ミクログリアにおける免疫チェックポイント分子LAG-3の発現および機能解析

抄録

Microglia are resident innate immune cells in the central nervous system (CNS) and play important roles in the development of CNS homeostasis. In several CNS disorders, excessive activation and neurotoxicity of microglia are observed, but the mechanisms that regulate their activation are still unclear. Immune checkpoint molecules (e.g., PD-1, LAG-3) are expressed on activated immune cells and regulate their activation in peripheral immunity. We hypothesized that immune checkpoint molecules could also contribute to the regulation of microglial activation.

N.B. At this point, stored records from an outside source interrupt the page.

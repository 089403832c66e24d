//! Tests for lines that are not privilege grants.

mod common;
use common::*;

use grantcheck_core::{GrantParseError, State};

#[test]
fn error_empty_input() {
    assert!(matches!(parse_err(""), GrantParseError::NotAGrant { .. }));
}

#[test]
fn error_invalid_text() {
    assert!(matches!(
        parse_err("invalid SQL statement"),
        GrantParseError::NotAGrant { .. }
    ));
}

#[test]
fn error_non_grant_sql() {
    assert!(matches!(
        parse_err("CREATE DATABASE db1"),
        GrantParseError::NotAGrant { .. }
    ));
}

#[test]
fn error_lowercase_grant_keyword() {
    assert!(matches!(
        parse_err("grant select on *.* to 'u'@'%'"),
        GrantParseError::NotAGrant { .. }
    ));
}

#[test]
fn error_role_grant() {
    assert!(matches!(
        parse_err("GRANT `app_read`@`%` TO `alice`@`%`"),
        GrantParseError::RoleGrant { .. }
    ));
    assert!(matches!(
        parse_err("GRANT app_read TO alice"),
        GrantParseError::RoleGrant { .. }
    ));
}

#[test]
fn error_lowercase_privileges() {
    assert!(matches!(
        parse_err("GRANT all privileges ON *.* TO 'user'@'%'"),
        GrantParseError::UnknownPrivilege { .. }
    ));
}

#[test]
fn error_one_unknown_privilege_spoils_statement() {
    let err = parse_err("GRANT SELECT, FROBNICATE, RELOAD ON *.* TO 'u'@'%'");
    assert!(matches!(err, GrantParseError::UnknownPrivilege { ref name, .. } if name == "FROBNICATE"));
}

#[test]
fn error_partial_multi_word_privilege() {
    assert!(matches!(
        parse_err("GRANT TEMPORARY TABLES ON *.* TO 'u'@'%'"),
        GrantParseError::UnknownPrivilege { .. }
    ));
}

#[test]
fn error_missing_on() {
    assert_eq!(parse_err("GRANT SELECT, RELOAD"), GrantParseError::MissingOn);
}

#[test]
fn error_missing_to() {
    assert_eq!(parse_err("GRANT SELECT ON *.*"), GrantParseError::MissingTo);
}

#[test]
fn error_missing_grantee() {
    assert_eq!(parse_err("GRANT SELECT ON *.* TO"), GrantParseError::MissingGrantee);
}

#[test]
fn error_trailing_comma() {
    assert!(matches!(
        parse_err("GRANT SELECT, ON *.* TO 'u'@'%'"),
        GrantParseError::EmptyPrivilege { .. }
    ));
}

#[test]
fn error_privileges_without_comma() {
    let sql = "GRANT RELOAD SELECT ON *.* TO 'u'@'%'";
    assert!(matches!(
        parse_err(sql),
        GrantParseError::UnknownPrivilege { ref name, .. } if name == "RELOAD SELECT"
    ));
    assert_eq!(dump_and_replication(&[sql]), (State::Failure, State::Failure));
}

#[test]
fn error_multi_word_privilege_run_together() {
    assert!(matches!(
        parse_err("GRANT REPLICATION SLAVE REPLICATION CLIENT ON *.* TO 'u'@'%'"),
        GrantParseError::UnknownPrivilege { .. }
    ));
}

#[test]
fn error_all_privileges_with_others() {
    let sql = "GRANT ALL PRIVILEGES, SELECT ON *.* TO 'u'@'%'";
    assert!(matches!(
        parse_err(sql),
        GrantParseError::AllPrivilegesCombined { .. }
    ));
    assert_eq!(dump_and_replication(&[sql]), (State::Failure, State::Failure));
}

#[test]
fn error_unterminated_identifier_in_target_hides_to() {
    assert_eq!(
        parse_err("GRANT SELECT ON `db.* TO 'u'@'%'"),
        GrantParseError::MissingTo
    );
}

#[test]
fn error_lexer_error_in_privilege_list() {
    assert!(matches!(
        parse_err("GRANT SELECT; ON *.* TO 'u'@'%'"),
        GrantParseError::Lex { .. }
    ));
}

#[test]
fn error_unclosed_column_list() {
    assert!(parse_grant_fails("GRANT SELECT (`id` ON `db`.`t` TO 'u'@'%'"));
}

fn parse_grant_fails(sql: &str) -> bool {
    grantcheck_core::parse_grant(sql).is_err()
}
//! Named privilege policies and the checker that runs them.
//!
//! The checker does not talk to a database. Whatever runs `SHOW GRANTS`
//! implements [`GrantSource`]; the checker turns its output into a
//! [`CheckResult`].

use std::convert::Infallible;
use std::fmt;

use tracing::{info, warn};

use crate::privilege::PrivilegeName;
use crate::verify::{verify, CheckResult, State};

/// A required-privilege list for one kind of sensitive operation.
#[derive(Debug, Clone, Copy, PartialEq, Eq, Hash)]
pub enum Policy {
    /// Full data dump: `RELOAD` for `FLUSH TABLES WITH READ LOCK`, plus
    /// `SELECT`.
    Dump,
    /// Binlog replication: `REPLICATION SLAVE` and `REPLICATION CLIENT`.
    Replication,
}

impl Policy {
    /// Every policy, in check order.
    pub const ALL: [Self; 2] = [Self::Dump, Self::Replication];

    /// The privileges this policy requires.
    #[must_use]
    pub fn required(&self) -> Vec<PrivilegeName> {
        let names: &[&str] = match self {
            Self::Dump => &["RELOAD", "SELECT"],
            Self::Replication => &["REPLICATION SLAVE", "REPLICATION CLIENT"],
        };
        names.iter().copied().map(PrivilegeName::new).collect()
    }

    /// Short name of the policy.
    #[must_use]
    pub const fn as_str(&self) -> &'static str {
        match self {
            Self::Dump => "dump",
            Self::Replication => "replication",
        }
    }

    /// Name of the check that enforces this policy.
    #[must_use]
    pub const fn checker_name(&self) -> &'static str {
        match self {
            Self::Dump => "source db dump privilege checker",
            Self::Replication => "source db replication privilege checker",
        }
    }

    /// What the check verifies.
    #[must_use]
    pub const fn description(&self) -> &'static str {
        match self {
            Self::Dump => "check dump privileges of source DB",
            Self::Replication => "check replication privileges of source DB",
        }
    }
}

impl fmt::Display for Policy {
    fn fmt(&self, f: &mut fmt::Formatter<'_>) -> fmt::Result {
        f.write_str(self.as_str())
    }
}

/// Provides the raw `SHOW GRANTS` lines of the account under check.
pub trait GrantSource {
    type Error: fmt::Display;

    /// Returns the account's grant statements, one per line.
    ///
    /// # Errors
    ///
    /// Returns the source's error if the grants cannot be fetched.
    fn show_grants(&self) -> Result<Vec<String>, Self::Error>;
}

/// Grants that are already in memory.
#[derive(Debug, Clone, Default, PartialEq, Eq)]
pub struct StaticGrants(pub Vec<String>);

impl StaticGrants {
    #[must_use]
    pub fn new<S: Into<String>>(grants: impl IntoIterator<Item = S>) -> Self {
        Self(grants.into_iter().map(Into::into).collect())
    }
}

impl GrantSource for StaticGrants {
    type Error = Infallible;

    fn show_grants(&self) -> Result<Vec<String>, Self::Error> {
        Ok(self.0.clone())
    }
}

/// Runs one policy against one grant source.
#[derive(Debug, Clone)]
pub struct PrivilegeChecker<S> {
    source: S,
    name: String,
    description: String,
    required: Vec<PrivilegeName>,
}

impl<S: GrantSource> PrivilegeChecker<S> {
    /// Creates a checker for a predefined policy.
    #[must_use]
    pub fn new(source: S, policy: Policy) -> Self {
        Self {
            source,
            name: policy.checker_name().to_string(),
            description: policy.description().to_string(),
            required: policy.required(),
        }
    }

    /// Creates a checker for an ad-hoc privilege list.
    #[must_use]
    pub fn custom(source: S, name: impl Into<String>, required: Vec<PrivilegeName>) -> Self {
        let required_text = required
            .iter()
            .map(PrivilegeName::as_str)
            .collect::<Vec<_>>()
            .join(", ");
        Self {
            source,
            name: name.into(),
            description: format!("check privileges {required_text}"),
            required,
        }
    }

    /// Name of the check.
    #[must_use]
    pub fn name(&self) -> &str {
        &self.name
    }

    /// The privileges this checker requires.
    #[must_use]
    pub fn required(&self) -> &[PrivilegeName] {
        &self.required
    }

    /// Fetches the grants and verifies them.
    ///
    /// A source error is reported as a failed check, never propagated.
    #[must_use]
    pub fn check(&self, id: u64) -> CheckResult {
        let mut result = CheckResult::new(id, &self.name, &self.description);
        match self.source.show_grants() {
            Ok(grants) => {
                let verdict = verify(&grants, &self.required);
                result.record(&verdict);
                info!(check = %self.name, state = %result.state, "Privilege check finished");
            }
            Err(e) => {
                warn!(check = %self.name, error = %e, "Failed to fetch grants");
                result.state = State::Failure;
                result.error_msg = format!("failed to fetch grants: {e}");
                result.instruction = String::from(
                    "make sure the account can run SHOW GRANTS against the source database",
                );
            }
        }
        result
    }
}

First, we analyzed the expression of immune checkpoint molecules in activated microglia using BV2, a mouse microglia cell line. We found that BV2 activated by IFN-γ expressed LAG-3 and the STAT1 signaling pathway was involved in the expression of LAG-3. To investigate the function of LAG-3 in activated microglia, we treated IFN-γ-activated BV2 with an antagonistic anti-LAG-3 antibody to inhibit LAG-3 function. The result showed that the inhibition of LAG-3 increased nitric oxide (NO) production upon IFN-γ activation, indicating that LAG-3 could be suppressing microglial activation.

Our results suggest that activated microglia express LAG-3 and that LAG-3 could function as a negative feedback mechanism to regulate microglial activation.